Im Filterfenster Beleuchtungseffekte erscheint kein Listeneintrag - die Liste ist leer!

Beim Speichern einer eigen Filtereinstellung erscheint die Meldung "Beim Speichern des Beleuchtungsstils ist ein Fehler aufgetreten."

Das Verzeichnis, in dem die Beleuchtungsfilter gespeichert sind, enthält alle Filterdateien.


*Lösungsversuche:*

Eine Umbenennung des Filterverzeichnis und Neuistallation hat nichts gebracht.
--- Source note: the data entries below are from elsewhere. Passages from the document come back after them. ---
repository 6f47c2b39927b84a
//! Logo asset loading and image decoding helpers.

pub mod decode;
pub mod logo;
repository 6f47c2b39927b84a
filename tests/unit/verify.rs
use std::sync::Arc;

use parking_lot::Mutex;

use super::*;
use crate::delivery::api::{CreateTicketRequest, CreatedTicket, EmailRequest};
use crate::delivery::notify::{Level, MemoryNotifier};

#[derive(Default)]
struct Backend {
    records: Mutex<Vec<TicketRecord>>,
    lookup_error: Option<u16>,
    patch_error: Option<(u16, Option<String>)>,
}

#[async_trait::async_trait]
impl TicketApi for Backend {
    async fn create_ticket(&self, _req: &CreateTicketRequest) -> TicketResult<CreatedTicket> {
        Err(TicketError::http(405, None))
    }

    async fn get_ticket(&self, ticket_id: &str) -> TicketResult<Option<TicketRecord>> {
        if let Some(status) = self.lookup_error {
            return Err(TicketError::http(status, None));
        }
        Ok(self
            .records
            .lock()
            .iter()
            .find(|r| r.ticket_id == ticket_id)
            .cloned())
    }

    async fn mark_used(&self, ticket_id: &str) -> TicketResult<TicketRecord> {
        if let Some((status, msg)) = &self.patch_error {
            return Err(TicketError::http(*status, msg.clone()));
        }
        let mut records = self.records.lock();
        let record = records
            .iter_mut()
            .find(|r| r.ticket_id == ticket_id)
            .ok_or_else(|| TicketError::http(404, Some("not found".into())))?;
        record.used = true;
        Ok(record.clone())
    }

    async fn send_ticket_email(&self, _req: &EmailRequest) -> TicketResult<()> {
        Ok(())
    }
}

fn record(id: &str, used: bool) -> TicketRecord {
    TicketRecord {
        ticket_id: id.into(),
        used,
        ..TicketRecord::default()
    }
}

#[tokio::test]
async fn lookup_maps_to_status() {
    let backend = Backend::default();
    backend.records.lock().extend([record("DR-1", false), record("DR-2", true)]);

    assert!(matches!(verify_ticket(&backend, "DR-1").await, VerifyStatus::Valid(_)));
    assert_eq!(verify_ticket(&backend, " DR-2 ").await.label(), "used");
    assert_eq!(verify_ticket(&backend, "DR-3").await, VerifyStatus::Fake);
    assert_eq!(verify_ticket(&backend, "").await, VerifyStatus::Fake);
}

#[tokio::test]
async fn backend_errors_read_as_fake() {
    let backend = Backend {
        lookup_error: Some(500),
        ..Backend::default()
    };
    assert_eq!(verify_ticket(&backend, "DR-1").await, VerifyStatus::Fake);
}

#[tokio::test]
async fn invalidate_marks_used_and_notifies() {
    let backend = Arc::new(Backend::default());
    backend.records.lock().push(record("DR-1", false));
    let notes = MemoryNotifier::new();

    let updated = invalidate_ticket(backend.as_ref(), &notes, "DR-1").await.unwrap();
    assert!(updated.used);
    assert_eq!(notes.messages(Level::Success), vec![MARKED_USED_MESSAGE]);
    assert_eq!(verify_ticket(backend.as_ref(), "DR-1").await.label(), "used");
}

#[tokio::test]
async fn invalidate_failure_surfaces_server_message() {
    let notes = MemoryNotifier::new();
    let backend = Backend {
        patch_error: Some((409, Some("already used".into()))),
        ..Backend::default()
    };
    assert!(invalidate_ticket(&backend, &notes, "DR-1").await.is_err());

    let backend = Backend {
        patch_error: Some((500, None)),
        ..Backend::default()
    };
    assert!(invalidate_ticket(&backend, &notes, "DR-1").await.is_err());
    assert_eq!(
        notes.messages(Level::Error),
        vec!["already used", "Update failed (500)"]
    );
}
use std::collections::BTreeSet;

use chrono::NaiveDate;

use crate::assets::logo::{LOGO_PATH, LogoAsset};
use crate::card::content::{TicketContent, display_date, qr_payload};
use crate::card::qr::QrMatrix;
use crate::foundation::config::{PageContext, Rgb8};
use crate::foundation::error::TicketResult;

/// Rendered card width in CSS pixels.
pub const CARD_WIDTH_PX: f64 = 320.0;

pub const BRAND_HEADING: &str = "DanRaph Ecocruise";
pub const OPERATOR_LINE: &str = "Operator Of Maduka Shuttle Services";
pub const SLOGAN: &str = "Safe. Reliable. On Time";
pub const CONTACT_LINE: &str = "Call: 07032950309 | 09168071385 | 08037006559";

pub const BASE_FONT_FAMILY: &str = "system-ui, sans-serif";
pub const OPERATOR_FONT_FAMILY: &str = "Montserrat";
pub const SLOGAN_FONT_FAMILY: &str = "Playfair Display";

#[derive(Clone, Copy, Debug, PartialEq, Eq)]
pub enum TextAlign {
    Start,
    Center,
    End,
}

/// One styled run of text.
#[derive(Clone, Debug, PartialEq)]
pub struct TextBlock {
    pub text: String,
    pub size_px: f64,
    pub weight: u16,
    /// Own family; `None` inherits the root family.
    pub family: Option<String>,
    pub align: TextAlign,
}

impl TextBlock {
    fn new(text: impl Into<String>, size_px: f64, weight: u16, align: TextAlign) -> Self {
        Self {
            text: text.into(),
            size_px,
            weight,
            family: None,
            align,
        }
    }

    fn family(mut self, family: &str) -> Self {
        self.family = Some(family.to_string());
        self
    }
}

/// `label: value` row in the metadata block.
#[derive(Clone, Debug, PartialEq, Eq)]
pub struct FieldRow {
    pub label: String,
    pub value: String,
}

/// The card's single `<img>`.
#[derive(Clone, Debug, PartialEq, Eq)]
pub struct ImageSlot {
    /// Unresolved path until the logo resolves, then an embedded `data:` URI.
    pub src: String,
    pub alt: String,
    /// Natural size once decoded.
    pub natural: Option<(u32, u32)>,
}

impl ImageSlot {
    /// Whether `src` can be rasterized without any further fetch.
    pub fn is_embedded(&self) -> bool {
        self.src.starts_with("data:")
    }
}

/// Root style of the card subtree.
#[derive(Clone, Debug, PartialEq, Eq)]
pub struct RootStyle {
    pub font_family: String,
    /// Forced family applied to every text node while set.
    pub font_override: Option<String>,
    pub background: Rgb8,
}

/// Fixed-layout ticket card tree.
#[derive(Clone, Debug, PartialEq)]
pub struct CardDom {
    pub width_px: f64,
    /// Hidden cards lay out to zero height.
    pub visible: bool,
    pub style: RootStyle,
    pub amount: TextBlock,
    pub logo: ImageSlot,
    pub heading: TextBlock,
    pub operator: TextBlock,
    pub fields: Vec<FieldRow>,
    pub qr: QrMatrix,
    pub slogan: TextBlock,
    pub contact: TextBlock,
    /// Mirrors the card's readiness for observers inspecting the tree.
    pub ready_attr: bool,
}

impl CardDom {
    /// Build the tree for `content`. The logo starts unresolved.
    pub fn build(content: &TicketContent, page: &PageContext, today: NaiveDate) -> TicketResult<Self> {
        let qr_value = qr_payload(content.qr_value.as_deref(), page, &content.ticket_id);
        let issued = display_date(content.date_issued.as_deref(), today);

        Ok(Self {
            width_px: CARD_WIDTH_PX,
            visible: true,
            style: RootStyle {
                font_family: BASE_FONT_FAMILY.to_string(),
                font_override: None,
                background: Rgb8::WHITE,
            },
            amount: TextBlock::new(content.amount.clone(), 16.0, 700, TextAlign::End),
            logo: ImageSlot {
                src: LOGO_PATH.to_string(),
                alt: "DanRaph Ecocruise Logo".to_string(),
                natural: None,
            },
            heading: TextBlock::new(BRAND_HEADING, 25.0, 600, TextAlign::Center),
            operator: TextBlock::new(OPERATOR_LINE, 15.0, 400, TextAlign::Center)
                .family(OPERATOR_FONT_FAMILY),
            fields: vec![
                FieldRow::new("Ticket ID:", &content.ticket_id),
                FieldRow::new("Date Issued:", &issued),
                FieldRow::new("Type:", &content.kind),
                FieldRow::new("Valid For:", &content.valid_for),
            ],
            qr: QrMatrix::encode(&qr_value)?,
            slogan: TextBlock::new(SLOGAN, 19.0, 700, TextAlign::Center).family(SLOGAN_FONT_FAMILY),
            contact: TextBlock::new(CONTACT_LINE, 14.0, 500, TextAlign::Center),
            ready_attr: false,
        })
    }

    /// Point the image slot at a resolved logo.
    pub fn set_logo(&mut self, logo: &LogoAsset) {
        self.logo.src = logo.data_uri().to_string();
        self.logo.natural = Some((logo.width(), logo.height()));
    }

    /// Family a text block renders with: override, then own family, then root family.
    pub fn effective_family<'a>(&'a self, block: &'a TextBlock) -> &'a str {
        self.style
            .font_override
            .as_deref()
            .or(block.family.as_deref())
            .unwrap_or(&self.style.font_family)
    }

    /// Family used by the metadata rows.
    pub fn field_family(&self) -> &str {
        self.style
            .font_override
            .as_deref()
            .unwrap_or(&self.style.font_family)
    }

    /// Every individual family name referenced under the current style.
    pub fn font_families(&self) -> BTreeSet<String> {
        let mut out = BTreeSet::new();
        let blocks = [
            &self.amount,
            &self.heading,
            &self.operator,
            &self.slogan,
            &self.contact,
        ];
        let lists = blocks
            .iter()
            .map(|b| self.effective_family(b))
            .chain(std::iter::once(self.field_family()));
        for list in lists {
            for name in split_family_list(list) {
                out.insert(name);
            }
        }
        out
    }

    /// Image elements inside the subtree.
    pub fn image_slots(&self) -> Vec<ImageSlot> {
        vec![self.logo.clone()]
    }
}

impl FieldRow {
    fn new(label: &str, value: &str) -> Self {
        Self {
            label: label.to_string(),
            value: value.to_string(),
        }
    }
}

/// Split a CSS-style family list into bare family names.
pub fn split_family_list(list: &str) -> impl Iterator<Item = String> + '_ {
    list.split(',')
        .map(|f| f.trim().trim_matches(|c| c == '"' || c == '\'').to_string())
        .filter(|f| !f.is_empty())
}

#[cfg(test)]
#[path = "../../tests/unit/card/dom.rs"]
mod tests;
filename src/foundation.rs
pub mod config;
pub mod error;
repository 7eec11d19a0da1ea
//! Modifier middleware implementation.

use crate::capture::{write_error, ResponseCapture, ResponseSink};
use crate::config::ModifierConfig;
use crate::context::TemplateContext;
use crate::environment::RequestInfo;
use crate::template::TemplateError;
use crate::transformer::{
    compile, BodyTransformer, HeaderTransformer, QueryTransformer, RequestBodies, TransformError,
};
use crate::types::Request;
use async_trait::async_trait;
use bytes::Bytes;
use std::collections::HashMap;
use std::future::Future;
use std::sync::Arc;
use tracing::{debug, error, info, info_span, warn, Instrument, Span};

/// A component that produces a response for a request.
#[async_trait]
pub trait Handler: Send + Sync {
    /// Serve `req`, writing the response into `sink`.
    async fn serve(&self, req: Request, sink: &mut dyn ResponseSink);
}

/// Adapts an async closure returning a response into a [`Handler`].
pub struct HandlerFn<F> {
    f: F,
}

/// Wrap a closure as a [`Handler`].
pub fn handler_fn<F, Fut>(f: F) -> HandlerFn<F>
where
    F: Fn(Request) -> Fut + Send + Sync,
    Fut: Future<Output = http::Response<Bytes>> + Send,
{
    HandlerFn { f }
}

#[async_trait]
impl<F, Fut> Handler for HandlerFn<F>
where
    F: Fn(Request) -> Fut + Send + Sync,
    Fut: Future<Output = http::Response<Bytes>> + Send,
{
    async fn serve(&self, req: Request, sink: &mut dyn ResponseSink) {
        let (parts, body) = (self.f)(req).await.into_parts();
        sink.headers_mut().extend(parts.headers);
        sink.write_status(parts.status);
        sink.write_body(&body);
    }
}

/// Message-rewriting middleware.
///
/// Each request runs header, query and request body rewrites in that
/// order, then calls the downstream handler. When response templates are
/// configured the handler's output is captured and rewritten before it
/// reaches the client.
pub struct Modifier {
    name: String,
    next: Arc<dyn Handler>,
    headers: HeaderTransformer,
    query: QueryTransformer,
    body: BodyTransformer,
    /// Diagnostics for every request handled by this instance
    span: Span,
}

impl Modifier {
    /// Create a new modifier from configuration.
    ///
    /// Body templates must compile. Header and query entries that do not
    /// compile are logged and skipped.
    pub fn new(
        config: &ModifierConfig,
        name: impl Into<String>,
        next: Arc<dyn Handler>,
    ) -> Result<Self, ModifierError> {
        let name = name.into();
        let span = info_span!("modifier", name = %name);
        let _enter = span.enter();

        let request = config
            .request_template()
            .map(|src| compile("request", src))
            .transpose()
            .map_err(|source| ModifierError::Template {
                field: "request".to_string(),
                source,
            })?;

        let mut response = HashMap::with_capacity(config.response.len());
        for (status, src) in &config.response {
            let tmpl = compile("response", src).map_err(|source| ModifierError::Template {
                field: format!("response.{}", status),
                source,
            })?;
            response.insert(*status, tmpl);
        }

        let headers = HeaderTransformer::new(&config.headers);
        let query = config
            .query_templates()
            .map(QueryTransformer::new)
            .unwrap_or_else(|| QueryTransformer::new(&HashMap::new()));
        let body = BodyTransformer::new(request, response, config.settings.max_body_size);

        info!(
            headers = headers.len(),
            query = query.len(),
            request_template = body.has_request_template(),
            response_templates = ?body.response_statuses(),
            "Modifier initialized"
        );
        drop(_enter);

        Ok(Self {
            name,
            next,
            headers,
            query,
            body,
            span,
        })
    }

    /// Create from a YAML configuration string.
    pub fn from_yaml(
        yaml: &str,
        name: impl Into<String>,
        next: Arc<dyn Handler>,
    ) -> Result<Self, ModifierError> {
        let config: ModifierConfig = serde_yaml::from_str(yaml)?;
        Self::new(&config, name, next)
    }

    /// Create from a JSON configuration string.
    pub fn from_json(
        json: &str,
        name: impl Into<String>,
        next: Arc<dyn Handler>,
    ) -> Result<Self, ModifierError> {
        let config: ModifierConfig = serde_json::from_str(json)?;
        Self::new(&config, name, next)
    }

    /// Instance name, recorded on the request span.
    pub fn name(&self) -> &str {
        &self.name
    }

    /// Number of active header templates.
    pub fn header_templates(&self) -> usize {
        self.headers.len()
    }

    /// Number of active query templates.
    pub fn query_templates(&self) -> usize {
        self.query.len()
    }

    /// Whether a request body template is configured.
    pub fn has_request_template(&self) -> bool {
        self.body.has_request_template()
    }

    /// Status codes with a response template, ascending.
    pub fn response_statuses(&self) -> Vec<u16> {
        self.body.response_statuses()
    }

    /// Process one request.
    pub async fn handle(&self, req: Request, sink: &mut dyn ResponseSink) {
        self.process(req, sink)
            .instrument(self.span.clone())
            .await
    }

    async fn process(&self, mut req: Request, sink: &mut dyn ResponseSink) {
        let ctx = TemplateContext::new();
        debug!(
            method = %req.method(),
            uri = %req.uri(),
            request_id = %ctx.get("request_id").map(ToString::to_string).unwrap_or_default(),
            "Processing request"
        );

        self.headers.modify_headers(&mut req, &ctx);

        if let Err(e) = self.query.modify_query(&mut req, &ctx) {
            warn!(error = %e, "Query modification failed");
        }

        let bodies = match self.request_stage(&mut req, &ctx).await {
            Ok(bodies) => bodies,
            Err(e) => {
                let status = e.status();
                warn!(status = status.as_u16(), error = %e, "Request body modification failed");
                write_error(sink, status, &format!("Request masking error: {}", e));
                return;
            }
        };

        if !self.body.has_response_templates() {
            self.next.serve(req, sink).await;
            return;
        }

        let request = RequestInfo::from_request(&req);
        let captured = {
            let mut capture = ResponseCapture::new(&mut *sink);
            self.next.serve(req, &mut capture).await;
            capture.finish()
        };

        if let Err(e) =
            self.body
                .modify_response(&mut *sink, captured, &request, bodies.as_ref(), &ctx)
        {
            let status = e.status();
            error!(status = status.as_u16(), error = %e, "Response body modification failed");
            write_error(sink, status, &e.to_string());
        }
    }

    async fn request_stage(
        &self,
        req: &mut Request,
        ctx: &TemplateContext,
    ) -> Result<Option<RequestBodies>, TransformError> {
        if self.body.has_request_template() {
            self.body.modify_request_body(req, ctx).await
        } else if self.body.has_response_templates() {
            self.body.buffer_request_body(req).await
        } else {
            Ok(None)
        }
    }
}

#[async_trait]
impl Handler for Modifier {
    async fn serve(&self, req: Request, sink: &mut dyn ResponseSink) {
        self.handle(req, sink).await
    }
}

/// Modifier construction errors.
#[derive(Debug, thiserror::Error)]
pub enum ModifierError {
    #[error("YAML parse error: {0}")]
    Yaml(#[from] serde_yaml::Error),

    #[error("JSON parse error: {0}")]
    Json(#[from] serde_json::Error),

    #[error("invalid {field} template: {source}")]
    Template {
        field: String,
        #[source]
        source: TemplateError,
    },
}
//! HTTP types shared by the middleware stages.

use bytes::Bytes;
use http_body_util::{BodyExt, Empty, Full};

/// Error type carried by request bodies.
pub type BoxError = Box<dyn std::error::Error + Send + Sync>;

/// A boxed request body.
pub type Body = http_body_util::combinators::BoxBody<Bytes, BoxError>;

/// The request type flowing through the modifier.
pub type Request = http::Request<Body>;

/// A body holding `bytes`.
pub fn full(bytes: impl Into<Bytes>) -> Body {
    Full::new(bytes.into())
        .map_err(|never| match never {})
        .boxed()
}

/// A body with no content.
pub fn empty() -> Body {
    Empty::<Bytes>::new()
        .map_err(|never| match never {})
        .boxed()
}
//! Walks a parsed template against a data value.

use super::builtins::BUILTINS;
use super::parse::{Command, Node, Operand, Pipeline};
use super::value::Value;
use super::FuncMap;

enum Flow {
    Normal,
    Break,
    Continue,
}

pub(crate) struct Exec<'t> {
    root: &'t Value,
    funcs: &'t FuncMap,
    vars: Vec<(String, Value)>,
    out: String,
}

impl<'t> Exec<'t> {
    pub fn new(root: &'t Value, funcs: &'t FuncMap) -> Self {
        Self {
            root,
            funcs,
            vars: Vec::new(),
            out: String::new(),
        }
    }

    pub fn run(mut self, nodes: &[Node]) -> Result<String, String> {
        let root = self.root;
        self.walk(root, nodes)?;
        Ok(self.out)
    }

    fn walk(&mut self, dot: &Value, nodes: &[Node]) -> Result<Flow, String> {
        for node in nodes {
            let flow = match node {
                Node::Text(text) => {
                    self.out.push_str(text);
                    Flow::Normal
                }
                Node::Action(pipe) => {
                    let value = self.eval_pipeline(dot, pipe)?;
                    if pipe.decl.is_empty() {
                        self.out.push_str(&value.to_string());
                    }
                    Flow::Normal
                }
                Node::If {
                    branches,
                    otherwise,
                } => self.walk_if(dot, branches, otherwise)?,
                Node::With {
                    pipe,
                    body,
                    otherwise,
                } => {
                    let mark = self.vars.len();
                    let value = self.eval_pipeline(dot, pipe)?;
                    let flow = if value.is_truthy() {
                        self.walk(&value, body)
                    } else {
                        self.walk(dot, otherwise)
                    };
                    self.vars.truncate(mark);
                    flow?
                }
                Node::Range {
                    pipe,
                    body,
                    otherwise,
                } => self.walk_range(dot, pipe, body, otherwise)?,
                Node::Break => Flow::Break,
                Node::Continue => Flow::Continue,
            };
            if !matches!(flow, Flow::Normal) {
                return Ok(flow);
            }
        }
        Ok(Flow::Normal)
    }

    fn walk_if(
        &mut self,
        dot: &Value,
        branches: &[(Pipeline, Vec<Node>)],
        otherwise: &[Node],
    ) -> Result<Flow, String> {
        let mark = self.vars.len();
        for (pipe, body) in branches {
            let taken = self.eval_pipeline(dot, pipe)?.is_truthy();
            if taken {
                let flow = self.walk(dot, body);
                self.vars.truncate(mark);
                return flow;
            }
        }
        let flow = self.walk(dot, otherwise);
        self.vars.truncate(mark);
        flow
    }

    fn walk_range(
        &mut self,
        dot: &Value,
        pipe: &Pipeline,
        body: &[Node],
        otherwise: &[Node],
    ) -> Result<Flow, String> {
        // Integer ranges come from request data, so items are produced lazily.
        let items: Box<dyn Iterator<Item = (Value, Value)>> =
            match self.eval_commands(dot, &pipe.cmds)? {
                Value::List(items) => Box::new(
                    items
                        .into_iter()
                        .enumerate()
                        .map(|(i, v)| (Value::Int(i as i64), v)),
                ),
                Value::Map(map) => {
                    Box::new(map.into_iter().map(|(k, v)| (Value::String(k), v)))
                }
                Value::Int(n) => Box::new((0..n.max(0)).map(|i| (Value::Int(i), Value::Int(i)))),
                Value::Missing | Value::Null => Box::new(std::iter::empty()),
                other => return Err(format!("range can't iterate over {}", other.type_name())),
            };
        let mut items = items.peekable();

        if items.peek().is_none() {
            return self.walk(dot, otherwise);
        }

        let mark = self.vars.len();
        for (key, elem) in items {
            match pipe.decl.as_slice() {
                [value_var] => self.vars.push((value_var.clone(), elem.clone())),
                [key_var, value_var] => {
                    self.vars.push((key_var.clone(), key));
                    self.vars.push((value_var.clone(), elem.clone()));
                }
                _ => {}
            }
            let flow = self.walk(&elem, body);
            self.vars.truncate(mark);
            if let Flow::Break = flow? {
                break;
            }
        }
        Ok(Flow::Normal)
    }

    fn eval_pipeline(&mut self, dot: &Value, pipe: &Pipeline) -> Result<Value, String> {
        let value = self.eval_commands(dot, &pipe.cmds)?;
        if let Some(name) = pipe.decl.first() {
            if pipe.is_assign {
                let slot = self
                    .vars
                    .iter_mut()
                    .rev()
                    .find(|(n, _)| n == name)
                    .ok_or_else(|| format!("undefined variable: {}", name))?;
                slot.1 = value.clone();
            } else {
                self.vars.push((name.clone(), value.clone()));
            }
        }
        Ok(value)
    }

    fn eval_commands(&mut self, dot: &Value, cmds: &[Command]) -> Result<Value, String> {
        let mut last = None;
        for cmd in cmds {
            last = Some(self.eval_command(dot, cmd, last.take())?);
        }
        Ok(last.unwrap_or_default())
    }

    fn eval_command(
        &mut self,
        dot: &Value,
        cmd: &Command,
        piped: Option<Value>,
    ) -> Result<Value, String> {
        let Some((first, rest)) = cmd.args.split_first() else {
            return Err("empty command".to_string());
        };

        match first {
            Operand::Function(name) if name == "and" || name == "or" => {
                self.eval_logical(dot, name == "and", rest, piped)
            }
            Operand::Function(name) => {
                let mut args = Vec::with_capacity(rest.len() + 1);
                for operand in rest {
                    args.push(self.eval_operand(dot, operand)?);
                }
                args.extend(piped);
                self.call(name, &args)
            }
            operand => {
                if !rest.is_empty() || piped.is_some() {
                    return Err("can't give argument to non-function".to_string());
                }
                self.eval_operand(dot, operand)
            }
        }
    }

    /// `and` / `or` stop at the first argument that decides the result.
    fn eval_logical(
        &mut self,
        dot: &Value,
        is_and: bool,
        operands: &[Operand],
        piped: Option<Value>,
    ) -> Result<Value, String> {
        let name = if is_and { "and" } else { "or" };
        if operands.is_empty() && piped.is_none() {
            return Err(format!("wrong number of args for {}: want at least 1 got 0", name));
        }
        let mut last = Value::Missing;
        for operand in operands {
            last = self.eval_operand(dot, operand)?;
            if last.is_truthy() != is_and {
                return Ok(last);
            }
        }
        if let Some(value) = piped {
            last = value;
        }
        Ok(last)
    }

    fn eval_operand(&mut self, dot: &Value, operand: &Operand) -> Result<Value, String> {
        match operand {
            Operand::Dot => Ok(dot.clone()),
            Operand::Field(chain) => resolve(dot, chain),
            Operand::Variable(name, chain) => resolve(self.variable(name)?, chain),
            Operand::Function(name) => self.call(name, &[]),
            Operand::Literal(value) => Ok(value.clone()),
            Operand::Sub(pipe, chain) => {
                let value = self.eval_pipeline(dot, pipe)?;
                resolve(&value, chain)
            }
        }
    }

    fn variable(&self, name: &str) -> Result<&Value, String> {
        if name == "$" {
            return Ok(self.root);
        }
        self.vars
            .iter()
            .rev()
            .find(|(n, _)| n == name)
            .map(|(_, v)| v)
            .ok_or_else(|| format!("undefined variable: {}", name))
    }

    fn call(&self, name: &str, args: &[Value]) -> Result<Value, String> {
        let func = self
            .funcs
            .get(name)
            .or_else(|| BUILTINS.get(name))
            .ok_or_else(|| format!("function {:?} not defined", name))?;
        func(args).map_err(|e| format!("error calling {}: {}", name, e))
    }
}

/// Follow a field chain. Absent keys and nil values resolve to `Missing`.
fn resolve(base: &Value, chain: &[String]) -> Result<Value, String> {
    let mut current = base;
    for name in chain {
        current = match current {
            Value::Map(map) => match map.get(name) {
                Some(value) => value,
                None => return Ok(Value::Missing),
            },
            Value::Missing | Value::Null => return Ok(Value::Missing),
            other => {
                return Err(format!(
                    "can't evaluate field {} in type {}",
                    name,
                    other.type_name()
                ))
            }
        };
    }
    Ok(current.clone())
}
Eine Löschung der Pref-Datei hat auch nichts gebracht.


----------



## ts-d (15. Mai 2008)

Hab's gefunden - das war aber sicher ein Problem im Zusammenspiel von Windows und Adobe Photoshop - könnte bei anderen Programmen vielleicht auch vorkommen:

Bei einer bestimmten Konstellation hat's geklappt:

- Sicherheit vom Adobe-Photoshop-Ordner bei System und Jeder jeweils auf Vollzugriff
- Archivieren abschalten
- keine Dateien im Photoshopordner versteckt oder schreibgeschützt
- neu Booten - keine Änderung bisher
- merkwürdig: vorher hatte ich Archivieren verboten, nach dem Booten ist es wieder aktiviert (blödes Windoofs!) - und dann, welche Zauberei, sind die Filtereinstellungen wieder da. Woran lag's nun? Egal - vielen Dank noch einmal.


----------